In the wake of post-tropical storm Fiona and the massive job of rebuilding homes, roads and other infrastructure, employment increased by 4,300 jobs, or 5.3 per cent, on Prince Edward Island in October, more than offsetting a September decline. The province’s unemployment rate declined by 2.9 percentage points to 5.4 per cent.

PEI, Manitoba, Newfoundland And Saskatchewan All Saw Jobs Growth

Newfoundland and Labrador also added 3,300 jobs in October. Employment in Saskatchewan was up by 6,100 jobs and Manitoba added another 4,600.

Due to rising inflation in and severe labour shortages across the country, Canadian employers are sweetening the pot and upping wages in their bids to attract workers.  

“Year-over-year growth in the average hourly wages of employees remained above five per cent for a fifth consecutive month in October, rising 5.6 per cent, up $1.68 to $31.94, compared with October 2021,” notes Statistics Canada.

Canadian employers hoping to attract workers through economic immigration can recruit them through the Temporary Foreign Worker Program (TFWP) and the International Mobility Program (IMP).
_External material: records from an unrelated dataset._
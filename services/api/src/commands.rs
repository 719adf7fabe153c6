use crate::cli::DataArgs;
use crate::infra::build_service;
use assessment_engine::assembly::AssemblyBlueprint;
use assessment_engine::config::EngineConfig;
use assessment_engine::error::AppError;
use assessment_engine::router::{assembly_response, ScoreRequest};
use assessment_engine::{AssessmentService, SessionReport};
use clap::Args;
use serde::de::DeserializeOwned;
use std::path::{Path, PathBuf};

#[derive(Args, Debug)]
pub(crate) struct ScoreArgs {
    /// JSON file holding `session` and `answers`, shaped like the HTTP score request
    pub(crate) request: PathBuf,
    #[command(flatten)]
    pub(crate) data: DataArgs,
}

#[derive(Args, Debug)]
pub(crate) struct AssembleArgs {
    /// JSON blueprint tagged with `kind` (`standard` or `job_fit`)
    pub(crate) blueprint: PathBuf,
    #[command(flatten)]
    pub(crate) data: DataArgs,
}

pub(crate) fn run_score(args: ScoreArgs) -> Result<(), AppError> {
    let service = build_service(&EngineConfig::from_env()?, &args.data)?;
    let request: ScoreRequest = read_json(&args.request)?;
    let report = score_request(&service, request)?;
    print_json(&report)
}

pub(crate) fn run_assemble(args: AssembleArgs) -> Result<(), AppError> {
    let service = build_service(&EngineConfig::from_env()?, &args.data)?;
    let blueprint: AssemblyBlueprint = read_json(&args.blueprint)?;
    let response = assembly_response(&service, &blueprint)?;
    print_json(&response)
}

fn score_request(
    service: &AssessmentService,
    request: ScoreRequest,
) -> Result<SessionReport, AppError> {
    let answers = service.prepare_answers(request.answers)?;
    Ok(service.complete_session(&request.session, &answers))
}

fn read_json<T: DeserializeOwned>(path: &Path) -> Result<T, AppError> {
    let raw = std::fs::read_to_string(path)?;
    serde_json::from_str(&raw).map_err(|err| AppError::Io(std::io::Error::from(err)))
}

fn print_json<T: serde::Serialize>(value: &T) -> Result<(), AppError> {
    let rendered = serde_json::to_string_pretty(value)
        .map_err(|err| AppError::Io(std::io::Error::from(err)))?;
    println!("{rendered}");
    Ok(())
}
The Global Talent Stream (GTS), a part of the TFWP, can under normal processing situations lead to the granting of Canadian work permits and the processing of visa applications within two weeks.

Employers can also bring in foreign nationals to fill available positions through the Express Entry system, which receives immigration applications online.

It powers the Federal Skilled Worker Program (FSW), Federal Skilled Trades Program (FST), and Canada Experience Class Program (CEC) which all draw from the Express Entry pool of candidates. Those with the required Comprehensive Ranking System (CRS) scores are then sent Invitations to Apply (ITAs) in regular draws.